What to do → Using the listing below, work out the number of lines in which "impl" appears; return only that figure.

Exercise data →
****************

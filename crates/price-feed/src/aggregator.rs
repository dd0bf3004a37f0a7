//! Price aggregator - queries every feed and averages what came back

use futures::future::join_all;
use std::sync::Arc;

use btc_core::{
    FetchError, FetchMode, FetchResult, PriceFeedError, PriceFeedResult, Provider, Quote,
};
use crate::feeds::{default_sources, PriceSource};
use crate::sink::{FeedEvent, FeedSink};
use crate::transport::HttpTransport;

/// A provider that produced no quote during a run
#[derive(Debug, Clone, PartialEq)]
pub struct SourceFailure {
    pub provider: Provider,
    pub endpoint: String,
    pub error: FetchError,
}

/// Outcome of one aggregation run.
///
/// The average is only defined when at least one provider answered.
#[derive(Debug, Clone, PartialEq)]
pub struct AggregationResult {
    quotes: Vec<Quote>,
    failures: Vec<SourceFailure>,
    average_price: Option<f64>,
}

impl AggregationResult {
    pub fn new(quotes: Vec<Quote>, failures: Vec<SourceFailure>) -> Self {
        // Unweighted, no outlier rejection. Running mean so that large
        // prices cannot overflow an intermediate sum.
        let average_price = quotes.iter().enumerate().fold(None, |mean, (i, quote)| {
            let mean: f64 = mean.unwrap_or(0.0);
            Some(mean + (quote.price() - mean) / (i + 1) as f64)
        });

        Self {
            quotes,
            failures,
            average_price,
        }
    }

    /// Successful quotes in invocation order
    pub fn quotes(&self) -> &[Quote] {
        &self.quotes
    }

    pub fn failures(&self) -> &[SourceFailure] {
        &self.failures
    }

    pub fn success_count(&self) -> usize {
        self.quotes.len()
    }

    pub fn average_price(&self) -> PriceFeedResult<f64> {
        self.average_price.ok_or(PriceFeedError::NoQuotes)
    }

    /// Convert a USD amount to BTC at the average price
    pub fn convert(&self, usd_amount: f64) -> PriceFeedResult<f64> {
        if !usd_amount.is_finite() {
            return Err(PriceFeedError::InvalidAmount(usd_amount));
        }
        Ok(usd_amount / self.average_price()?)
    }
}

/// Main price aggregator
pub struct PriceAggregator {
    sources: Vec<Box<dyn PriceSource>>,
    transport: Arc<dyn HttpTransport>,
    sink: Arc<dyn FeedSink>,
    mode: FetchMode,
}

impl PriceAggregator {
    /// Aggregator over the three public providers
    pub fn new(transport: Arc<dyn HttpTransport>, sink: Arc<dyn FeedSink>) -> Self {
        Self::with_sources(default_sources(), transport, sink)
    }

    /// Aggregator over an explicit, ordered set of sources
    pub fn with_sources(
        sources: Vec<Box<dyn PriceSource>>,
        transport: Arc<dyn HttpTransport>,
        sink: Arc<dyn FeedSink>,
    ) -> Self {
        Self {
            sources,
            transport,
            sink,
            mode: FetchMode::default(),
        }
    }

    pub fn with_mode(mut self, mode: FetchMode) -> Self {
        self.mode = mode;
        self
    }

    pub fn mode(&self) -> FetchMode {
        self.mode
    }

    pub fn providers(&self) -> Vec<Provider> {
        self.sources.iter().map(|s| s.provider()).collect()
    }

    /// Query every source once and average the answers.
    ///
    /// Never fails as a whole; providers that could not be read are listed
    /// in the result's failures.
    pub async fn run(&self) -> AggregationResult {
        self.sink.record(&FeedEvent::RunStarted {
            sources: self.sources.len(),
        });

        let mut quotes = Vec::with_capacity(self.sources.len());
        let mut failures = Vec::new();
        let transport = self.transport.as_ref();

        match self.mode {
            FetchMode::Sequential => {
                for source in &self.sources {
                    let outcome = source.fetch(transport).await;
                    self.settle(&**source, outcome, &mut quotes, &mut failures);
                }
            }
            FetchMode::Concurrent => {
                // join_all keeps input order
                let outcomes =
                    join_all(self.sources.iter().map(|s| s.fetch(transport))).await;
                for (source, outcome) in self.sources.iter().zip(outcomes) {
                    self.settle(&**source, outcome, &mut quotes, &mut failures);
                }
            }
        }

        let result = AggregationResult::new(quotes, failures);
        self.sink.record(&FeedEvent::RunFinished {
            success_count: result.success_count(),
            average_price: result.average_price().ok(),
        });

        result
    }

    fn settle(
        &self,
        source: &dyn PriceSource,
        outcome: FetchResult<Quote>,
        quotes: &mut Vec<Quote>,
        failures: &mut Vec<SourceFailure>,
    ) {
        match outcome {
            Ok(quote) => {
                self.sink.record(&FeedEvent::QuoteFetched {
                    quote: quote.clone(),
                });
                quotes.push(quote);
            }
            Err(error) => {
                self.sink.record(&FeedEvent::FetchFailed {
                    provider: source.provider(),
                    endpoint: source.endpoint().to_string(),
                    error: error.clone(),
                });
                failures.push(SourceFailure {
                    provider: source.provider(),
                    endpoint: source.endpoint().to_string(),
                    error,
                });
            }
        }
    }
}
//! Core types for the BTC spot price aggregator
//!
//! This crate provides shared types used across all components:
//! - Provider identifiers and their endpoints
//! - The quote entity
//! - Feed configuration
//! - Error types

pub mod types;
pub mod quotes;
pub mod config;
pub mod errors;

pub use types::*;
pub use quotes::*;
pub use config::*;
pub use errors::*;
//! Core type definitions

use serde::{Deserialize, Serialize};
use std::fmt;

/// Currency every provider is queried in
pub const CURRENCY_CODE: &str = "USD";

/// Supported public price providers
#[derive(Debug, Clone, Copy, PartialEq, Eq, Hash, Serialize, Deserialize)]
pub enum Provider {
    CoinDesk,
    Coinbase,
    BlockchainInfo,
}

impl Provider {
    /// Invocation order of an aggregation run
    pub const ALL: [Provider; 3] = [
        Provider::CoinDesk,
        Provider::Coinbase,
        Provider::BlockchainInfo,
    ];

    pub fn name(&self) -> &'static str {
        match self {
            Provider::CoinDesk => "CoinDesk",
            Provider::Coinbase => "Coinbase",
            Provider::BlockchainInfo => "Blockchain.info",
        }
    }

    pub fn default_endpoint(&self) -> &'static str {
        match self {
            Provider::CoinDesk => "https://api.coindesk.com/v1/bpi/currentprice.json",
            Provider::Coinbase => "https://api.coinbase.com/v2/prices/spot?currency=USD",
            Provider::BlockchainInfo => "https://blockchain.info/ticker",
        }
    }
}

impl fmt::Display for Provider {
    fn fmt(&self, f: &mut fmt::Formatter<'_>) -> fmt::Result {
        write!(f, "{}", self.name())
    }
}

#[cfg(test)]
mod tests {
    use super::*;

    #[test]
    fn test_invocation_order() {
        assert_eq!(
            Provider::ALL,
            [Provider::CoinDesk, Provider::Coinbase, Provider::BlockchainInfo]
        );
    }

    #[test]
    fn test_provider_names() {
        assert_eq!(Provider::CoinDesk.to_string(), "CoinDesk");
        assert_eq!(Provider::Coinbase.to_string(), "Coinbase");
        assert_eq!(Provider::BlockchainInfo.to_string(), "Blockchain.info");
    }
}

****************

Finished task → 4